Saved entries
******************************
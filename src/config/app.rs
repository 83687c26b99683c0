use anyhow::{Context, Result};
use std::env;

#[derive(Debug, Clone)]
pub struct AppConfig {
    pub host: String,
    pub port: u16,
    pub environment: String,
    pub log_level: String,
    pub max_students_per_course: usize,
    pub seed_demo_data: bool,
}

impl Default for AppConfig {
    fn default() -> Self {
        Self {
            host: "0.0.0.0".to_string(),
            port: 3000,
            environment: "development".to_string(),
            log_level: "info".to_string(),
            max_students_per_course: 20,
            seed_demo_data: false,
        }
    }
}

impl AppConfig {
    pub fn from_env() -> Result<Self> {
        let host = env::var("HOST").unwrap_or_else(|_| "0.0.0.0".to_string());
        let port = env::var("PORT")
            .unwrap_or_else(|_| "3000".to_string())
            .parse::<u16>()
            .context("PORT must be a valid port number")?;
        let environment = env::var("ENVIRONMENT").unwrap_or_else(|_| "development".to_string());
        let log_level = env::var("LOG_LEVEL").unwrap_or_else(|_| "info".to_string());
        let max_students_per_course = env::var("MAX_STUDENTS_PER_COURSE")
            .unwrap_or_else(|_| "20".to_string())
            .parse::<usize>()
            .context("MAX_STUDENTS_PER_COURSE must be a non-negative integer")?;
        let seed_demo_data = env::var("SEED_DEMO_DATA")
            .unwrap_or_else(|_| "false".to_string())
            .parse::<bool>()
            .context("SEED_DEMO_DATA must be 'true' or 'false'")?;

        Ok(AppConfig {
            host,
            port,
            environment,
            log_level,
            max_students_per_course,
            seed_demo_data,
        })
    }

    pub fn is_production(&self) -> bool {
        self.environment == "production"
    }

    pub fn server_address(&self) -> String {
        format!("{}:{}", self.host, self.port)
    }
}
******************************
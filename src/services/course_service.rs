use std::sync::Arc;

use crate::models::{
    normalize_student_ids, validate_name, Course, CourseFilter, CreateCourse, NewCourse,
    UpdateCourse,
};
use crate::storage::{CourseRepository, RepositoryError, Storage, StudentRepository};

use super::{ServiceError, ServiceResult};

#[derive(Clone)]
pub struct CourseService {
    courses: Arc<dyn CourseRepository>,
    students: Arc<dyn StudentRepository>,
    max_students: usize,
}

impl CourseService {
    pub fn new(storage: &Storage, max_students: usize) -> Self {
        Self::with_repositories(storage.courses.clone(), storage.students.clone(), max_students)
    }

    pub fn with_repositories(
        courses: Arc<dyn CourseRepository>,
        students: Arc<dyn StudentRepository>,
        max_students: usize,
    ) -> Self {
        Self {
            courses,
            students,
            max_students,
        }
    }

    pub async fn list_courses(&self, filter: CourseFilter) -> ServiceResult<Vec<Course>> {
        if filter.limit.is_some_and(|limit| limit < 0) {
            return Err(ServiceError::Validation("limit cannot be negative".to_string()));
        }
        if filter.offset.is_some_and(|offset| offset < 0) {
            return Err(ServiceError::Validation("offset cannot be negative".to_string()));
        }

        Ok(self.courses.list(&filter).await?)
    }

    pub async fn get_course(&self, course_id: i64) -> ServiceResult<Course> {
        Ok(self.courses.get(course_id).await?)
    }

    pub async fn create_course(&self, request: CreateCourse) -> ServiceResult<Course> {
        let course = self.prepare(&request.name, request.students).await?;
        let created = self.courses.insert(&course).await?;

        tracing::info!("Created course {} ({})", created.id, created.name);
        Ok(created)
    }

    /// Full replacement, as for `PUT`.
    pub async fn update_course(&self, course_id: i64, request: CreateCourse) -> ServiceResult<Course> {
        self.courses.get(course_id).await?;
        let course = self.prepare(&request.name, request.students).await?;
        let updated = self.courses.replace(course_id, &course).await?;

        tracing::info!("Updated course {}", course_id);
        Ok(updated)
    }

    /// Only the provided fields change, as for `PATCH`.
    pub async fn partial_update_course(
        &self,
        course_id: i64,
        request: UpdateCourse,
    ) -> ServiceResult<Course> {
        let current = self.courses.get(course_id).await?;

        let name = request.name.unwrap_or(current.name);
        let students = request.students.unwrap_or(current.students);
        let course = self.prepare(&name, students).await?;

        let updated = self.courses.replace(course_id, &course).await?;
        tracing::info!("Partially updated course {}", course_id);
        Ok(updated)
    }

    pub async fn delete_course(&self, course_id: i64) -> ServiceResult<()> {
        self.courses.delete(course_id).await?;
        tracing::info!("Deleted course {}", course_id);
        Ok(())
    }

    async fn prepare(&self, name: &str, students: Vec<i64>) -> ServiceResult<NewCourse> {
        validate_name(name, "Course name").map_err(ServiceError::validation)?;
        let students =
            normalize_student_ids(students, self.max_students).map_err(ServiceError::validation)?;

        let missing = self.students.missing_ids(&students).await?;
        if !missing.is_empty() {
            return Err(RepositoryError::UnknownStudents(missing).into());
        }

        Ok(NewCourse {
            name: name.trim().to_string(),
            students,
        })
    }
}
******************************
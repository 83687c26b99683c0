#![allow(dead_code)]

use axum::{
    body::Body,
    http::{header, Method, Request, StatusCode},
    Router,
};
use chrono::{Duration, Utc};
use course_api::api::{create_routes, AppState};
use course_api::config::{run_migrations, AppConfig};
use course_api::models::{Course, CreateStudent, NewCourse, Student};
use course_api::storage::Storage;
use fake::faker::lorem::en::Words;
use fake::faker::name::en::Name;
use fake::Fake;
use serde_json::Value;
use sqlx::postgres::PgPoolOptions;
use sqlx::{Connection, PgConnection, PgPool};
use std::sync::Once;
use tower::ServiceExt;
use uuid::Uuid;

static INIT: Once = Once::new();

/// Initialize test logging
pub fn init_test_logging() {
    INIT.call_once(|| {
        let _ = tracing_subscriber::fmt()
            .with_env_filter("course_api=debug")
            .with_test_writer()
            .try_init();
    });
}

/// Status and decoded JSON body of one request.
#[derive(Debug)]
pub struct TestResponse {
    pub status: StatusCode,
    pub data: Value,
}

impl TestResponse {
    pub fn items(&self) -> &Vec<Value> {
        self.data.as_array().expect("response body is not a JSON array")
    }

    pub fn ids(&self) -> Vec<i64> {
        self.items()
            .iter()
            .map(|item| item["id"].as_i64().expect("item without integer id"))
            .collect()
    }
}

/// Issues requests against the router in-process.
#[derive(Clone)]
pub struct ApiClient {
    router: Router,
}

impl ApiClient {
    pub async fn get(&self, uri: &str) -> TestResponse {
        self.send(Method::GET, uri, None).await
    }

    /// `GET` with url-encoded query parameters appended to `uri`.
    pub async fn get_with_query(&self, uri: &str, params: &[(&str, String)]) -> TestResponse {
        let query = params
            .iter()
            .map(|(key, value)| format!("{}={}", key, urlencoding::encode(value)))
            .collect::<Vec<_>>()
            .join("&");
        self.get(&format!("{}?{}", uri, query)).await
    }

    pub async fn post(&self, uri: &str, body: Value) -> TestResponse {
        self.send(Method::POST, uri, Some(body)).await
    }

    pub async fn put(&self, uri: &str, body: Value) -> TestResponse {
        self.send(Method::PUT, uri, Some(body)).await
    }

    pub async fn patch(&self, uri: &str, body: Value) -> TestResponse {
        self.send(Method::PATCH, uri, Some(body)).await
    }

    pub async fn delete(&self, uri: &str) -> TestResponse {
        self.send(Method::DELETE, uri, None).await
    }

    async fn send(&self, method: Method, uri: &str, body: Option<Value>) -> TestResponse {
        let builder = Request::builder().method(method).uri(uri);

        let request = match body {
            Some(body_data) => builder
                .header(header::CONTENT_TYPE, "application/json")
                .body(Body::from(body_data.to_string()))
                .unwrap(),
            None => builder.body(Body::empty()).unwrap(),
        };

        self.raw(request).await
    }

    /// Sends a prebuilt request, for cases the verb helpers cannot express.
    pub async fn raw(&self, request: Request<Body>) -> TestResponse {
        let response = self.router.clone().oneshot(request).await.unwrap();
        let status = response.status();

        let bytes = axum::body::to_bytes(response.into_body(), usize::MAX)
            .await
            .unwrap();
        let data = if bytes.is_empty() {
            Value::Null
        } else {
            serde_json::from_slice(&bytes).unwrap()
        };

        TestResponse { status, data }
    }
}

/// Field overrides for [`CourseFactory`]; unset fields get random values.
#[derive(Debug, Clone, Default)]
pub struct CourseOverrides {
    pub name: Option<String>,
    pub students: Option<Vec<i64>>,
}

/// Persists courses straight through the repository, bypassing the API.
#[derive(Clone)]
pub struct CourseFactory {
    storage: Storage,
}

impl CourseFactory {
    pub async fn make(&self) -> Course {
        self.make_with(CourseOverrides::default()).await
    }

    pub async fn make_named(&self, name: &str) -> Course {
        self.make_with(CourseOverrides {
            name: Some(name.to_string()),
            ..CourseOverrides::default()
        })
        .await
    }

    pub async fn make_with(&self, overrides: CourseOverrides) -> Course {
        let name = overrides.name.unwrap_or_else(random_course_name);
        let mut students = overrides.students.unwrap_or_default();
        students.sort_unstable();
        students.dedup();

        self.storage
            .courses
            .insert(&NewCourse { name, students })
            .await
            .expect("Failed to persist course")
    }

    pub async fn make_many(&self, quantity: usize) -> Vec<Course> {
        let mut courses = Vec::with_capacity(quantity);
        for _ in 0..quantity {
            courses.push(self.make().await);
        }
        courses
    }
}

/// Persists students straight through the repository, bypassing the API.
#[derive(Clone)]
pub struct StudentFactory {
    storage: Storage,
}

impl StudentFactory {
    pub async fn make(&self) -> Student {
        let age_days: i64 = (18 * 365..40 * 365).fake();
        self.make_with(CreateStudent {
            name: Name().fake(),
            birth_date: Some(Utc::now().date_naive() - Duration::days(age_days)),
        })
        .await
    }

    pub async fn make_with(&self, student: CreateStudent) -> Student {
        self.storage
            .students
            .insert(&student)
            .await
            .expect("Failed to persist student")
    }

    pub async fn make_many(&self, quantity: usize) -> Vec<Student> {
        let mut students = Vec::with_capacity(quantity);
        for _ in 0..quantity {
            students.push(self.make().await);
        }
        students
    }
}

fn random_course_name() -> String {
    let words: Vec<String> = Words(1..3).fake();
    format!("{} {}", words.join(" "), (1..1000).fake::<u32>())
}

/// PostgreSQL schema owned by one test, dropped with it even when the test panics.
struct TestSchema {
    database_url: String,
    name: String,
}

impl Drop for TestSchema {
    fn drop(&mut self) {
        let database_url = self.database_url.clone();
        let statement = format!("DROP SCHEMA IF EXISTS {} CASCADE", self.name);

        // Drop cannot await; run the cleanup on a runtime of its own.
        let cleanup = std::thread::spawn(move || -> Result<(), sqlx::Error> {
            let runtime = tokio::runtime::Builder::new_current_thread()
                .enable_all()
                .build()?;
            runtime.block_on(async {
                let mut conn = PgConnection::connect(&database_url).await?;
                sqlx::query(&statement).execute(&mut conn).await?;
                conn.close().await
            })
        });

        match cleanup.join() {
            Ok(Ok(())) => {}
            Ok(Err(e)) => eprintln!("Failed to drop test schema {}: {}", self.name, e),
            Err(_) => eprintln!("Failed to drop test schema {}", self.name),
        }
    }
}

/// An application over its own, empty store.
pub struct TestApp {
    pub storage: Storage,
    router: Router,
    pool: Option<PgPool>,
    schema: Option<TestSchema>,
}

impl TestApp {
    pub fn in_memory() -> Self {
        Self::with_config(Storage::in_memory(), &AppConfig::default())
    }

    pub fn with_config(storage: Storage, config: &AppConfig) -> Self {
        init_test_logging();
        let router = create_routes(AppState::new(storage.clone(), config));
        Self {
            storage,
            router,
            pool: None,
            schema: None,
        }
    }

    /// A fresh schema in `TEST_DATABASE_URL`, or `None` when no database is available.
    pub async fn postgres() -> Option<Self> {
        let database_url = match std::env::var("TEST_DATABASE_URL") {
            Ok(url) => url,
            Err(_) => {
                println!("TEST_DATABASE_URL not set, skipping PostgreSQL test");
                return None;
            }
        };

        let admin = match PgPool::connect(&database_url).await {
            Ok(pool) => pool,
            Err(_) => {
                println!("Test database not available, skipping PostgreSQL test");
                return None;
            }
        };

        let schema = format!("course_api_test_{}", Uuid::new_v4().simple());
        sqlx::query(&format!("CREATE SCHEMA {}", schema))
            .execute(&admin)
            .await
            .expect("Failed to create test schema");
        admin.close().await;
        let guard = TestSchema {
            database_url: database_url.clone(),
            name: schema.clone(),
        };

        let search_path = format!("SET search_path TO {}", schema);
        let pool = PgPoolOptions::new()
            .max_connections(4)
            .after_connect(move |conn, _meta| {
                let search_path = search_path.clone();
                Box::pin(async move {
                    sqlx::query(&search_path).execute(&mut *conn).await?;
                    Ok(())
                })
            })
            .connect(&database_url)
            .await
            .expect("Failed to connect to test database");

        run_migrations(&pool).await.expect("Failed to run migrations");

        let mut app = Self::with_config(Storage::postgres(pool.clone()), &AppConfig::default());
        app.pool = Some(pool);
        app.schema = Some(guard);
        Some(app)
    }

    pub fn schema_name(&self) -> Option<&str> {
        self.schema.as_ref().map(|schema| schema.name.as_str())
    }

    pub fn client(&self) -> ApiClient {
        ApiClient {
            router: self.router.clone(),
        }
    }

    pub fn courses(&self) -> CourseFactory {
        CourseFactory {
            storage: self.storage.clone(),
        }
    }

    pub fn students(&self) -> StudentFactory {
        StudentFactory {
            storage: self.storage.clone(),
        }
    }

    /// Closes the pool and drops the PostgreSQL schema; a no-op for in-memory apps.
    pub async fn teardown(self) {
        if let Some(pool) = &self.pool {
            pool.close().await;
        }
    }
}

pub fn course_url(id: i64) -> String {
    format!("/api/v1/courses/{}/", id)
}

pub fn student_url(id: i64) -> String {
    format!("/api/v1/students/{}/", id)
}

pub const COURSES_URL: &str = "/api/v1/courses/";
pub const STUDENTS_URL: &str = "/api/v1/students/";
******************************
The lines above that include "axum" should each be listed.

use axum::{
        let bytes = axum::body::to_bytes(response.into_body(), usize::MAX)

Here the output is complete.